Task statement => Look through the listing underneath for "above", and copy every line that has it.

# # # # # # #

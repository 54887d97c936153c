//! Named tolerances and search parameters for the pipeline and route engine.
//!
//! Every threshold that shapes the output topology is a named field with a
//! documented unit and default, so behavior stays reproducible and testable.
//! Configuration is validated up front; an invalid value is fatal while
//! per-pair geometry trouble downstream never is.

use serde::{Deserialize, Serialize};

use crate::Error;

/// Tolerances for the topology-building stages (normalization through
/// connectivity validation). All distances are meters.
#[derive(Debug, Clone, Serialize, Deserialize)]
pub struct NetworkConfig {
    /// Maximum gap at which a near-miss endpoint is pulled onto a nearby
    /// trail (Y-junction closing).
    pub snap_tolerance_m: f64,
    /// Distance below which two points are treated as the same point.
    /// Controls vertex grouping and intersection dedup.
    pub exact_match_epsilon_m: f64,
    /// Minimum surviving segment length; a cut that would produce a shorter
    /// sliver is skipped so the sliver is absorbed by its neighbor.
    pub min_segment_length_m: f64,
    /// Upper bound on classify-and-split passes before the resolver gives up
    /// and keeps the last stable state.
    pub max_fixpoint_iterations: usize,
    /// Proximity within which two trails are considered to run on the same
    /// alignment when measuring overlap.
    pub duplicate_proximity_m: f64,
    /// Overlap ratio (shared length / shorter length) at or above which the
    /// shorter trail is removed as a redundant duplicate.
    pub overlap_ratio_threshold: f64,
    /// Absolute shared-length floor that must also be exceeded before a
    /// high overlap ratio triggers removal.
    pub overlap_length_floor_m: f64,
}

impl Default for NetworkConfig {
    fn default() -> Self {
        Self {
            snap_tolerance_m: 5.0,
            exact_match_epsilon_m: 0.01,
            min_segment_length_m: 10.0,
            max_fixpoint_iterations: 10,
            duplicate_proximity_m: 10.0,
            overlap_ratio_threshold: 0.8,
            overlap_length_floor_m: 10.0,
        }
    }
}

impl NetworkConfig {
    /// # Errors
    ///
    /// Returns [`Error::InvalidConfig`] when a tolerance is non-positive,
    /// out of range, or inconsistent with another.
    pub fn validate(&self) -> Result<(), Error> {
        if !(self.snap_tolerance_m > 0.0) {
            return Err(Error::InvalidConfig(format!(
                "snap_tolerance_m must be positive, got {}",
                self.snap_tolerance_m
            )));
        }
        if !(self.exact_match_epsilon_m > 0.0) {
            return Err(Error::InvalidConfig(format!(
                "exact_match_epsilon_m must be positive, got {}",
                self.exact_match_epsilon_m
            )));
        }
        if self.exact_match_epsilon_m >= self.snap_tolerance_m {
            return Err(Error::InvalidConfig(format!(
                "exact_match_epsilon_m ({}) must be below snap_tolerance_m ({})",
                self.exact_match_epsilon_m, self.snap_tolerance_m
            )));
        }
        if !(self.min_segment_length_m > 0.0) {
            return Err(Error::InvalidConfig(format!(
                "min_segment_length_m must be positive, got {}",
                self.min_segment_length_m
            )));
        }
        if self.max_fixpoint_iterations == 0 {
            return Err(Error::InvalidConfig(
                "max_fixpoint_iterations must be at least 1".to_string(),
            ));
        }
        if !(self.duplicate_proximity_m > 0.0) {
            return Err(Error::InvalidConfig(format!(
                "duplicate_proximity_m must be positive, got {}",
                self.duplicate_proximity_m
            )));
        }
        if !(self.overlap_ratio_threshold > 0.0 && self.overlap_ratio_threshold <= 1.0) {
            return Err(Error::InvalidConfig(format!(
                "overlap_ratio_threshold must be in (0, 1], got {}",
                self.overlap_ratio_threshold
            )));
        }
        if self.overlap_length_floor_m < 0.0 {
            return Err(Error::InvalidConfig(format!(
                "overlap_length_floor_m must not be negative, got {}",
                self.overlap_length_floor_m
            )));
        }
        Ok(())
    }
}

/// Parameters for the route recommendation engine.
#[derive(Debug, Clone, Serialize, Deserialize)]
pub struct RouteSearchConfig {
    /// Weight of the distance-match error in the candidate score.
    pub distance_weight: f64,
    /// Weight of the elevation-gain-rate-match error in the candidate score.
    /// `distance_weight + elevation_weight` must equal 1.0.
    pub elevation_weight: f64,
    /// Number of alternative paths requested per candidate endpoint pair.
    pub k_shortest_paths: usize,
    /// How many of the highest-degree vertices are tried as route endpoints
    /// for point-to-point and out-and-back patterns.
    pub max_candidate_endpoints: usize,
    /// Upper bound on enumerated simple circuits per loop pattern.
    pub circuit_row_budget: usize,
    /// Maximum recommendations returned per pattern.
    pub max_routes_per_pattern: usize,
    /// Shared edge length / shorter candidate length above which two
    /// candidates are considered the same route; the higher-scoring one wins.
    pub dedup_overlap_threshold: f64,
}

impl Default for RouteSearchConfig {
    fn default() -> Self {
        Self {
            distance_weight: 0.6,
            elevation_weight: 0.4,
            k_shortest_paths: 8,
            max_candidate_endpoints: 12,
            circuit_row_budget: 10_000,
            max_routes_per_pattern: 5,
            dedup_overlap_threshold: 0.6,
        }
    }
}

impl RouteSearchConfig {
    const WEIGHT_TOLERANCE: f64 = 1e-9;

    /// # Errors
    ///
    /// Returns [`Error::InvalidConfig`] when the scoring weights do not sum
    /// to 1.0 or a search bound is zero.
    pub fn validate(&self) -> Result<(), Error> {
        if self.distance_weight < 0.0 || self.elevation_weight < 0.0 {
            return Err(Error::InvalidConfig(format!(
                "scoring weights must not be negative, got {} and {}",
                self.distance_weight, self.elevation_weight
            )));
        }
        let sum = self.distance_weight + self.elevation_weight;
        if (sum - 1.0).abs() > Self::WEIGHT_TOLERANCE {
            return Err(Error::InvalidConfig(format!(
                "scoring weights must sum to 1.0, got {sum}"
            )));
        }
        if self.k_shortest_paths == 0 {
            return Err(Error::InvalidConfig(
                "k_shortest_paths must be at least 1".to_string(),
            ));
        }
        if self.max_candidate_endpoints < 2 {
            return Err(Error::InvalidConfig(
                "max_candidate_endpoints must be at least 2".to_string(),
            ));
        }
        if self.max_routes_per_pattern == 0 {
            return Err(Error::InvalidConfig(
                "max_routes_per_pattern must be at least 1".to_string(),
            ));
        }
        if !(self.dedup_overlap_threshold > 0.0 && self.dedup_overlap_threshold <= 1.0) {
            return Err(Error::InvalidConfig(format!(
                "dedup_overlap_threshold must be in (0, 1], got {}",
                self.dedup_overlap_threshold
            )));
        }
        Ok(())
    }
}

# # # # # # #

Task output =>
    /// Overlap ratio (shared length / shorter length) at or above which the
    /// Shared edge length / shorter candidate length above which two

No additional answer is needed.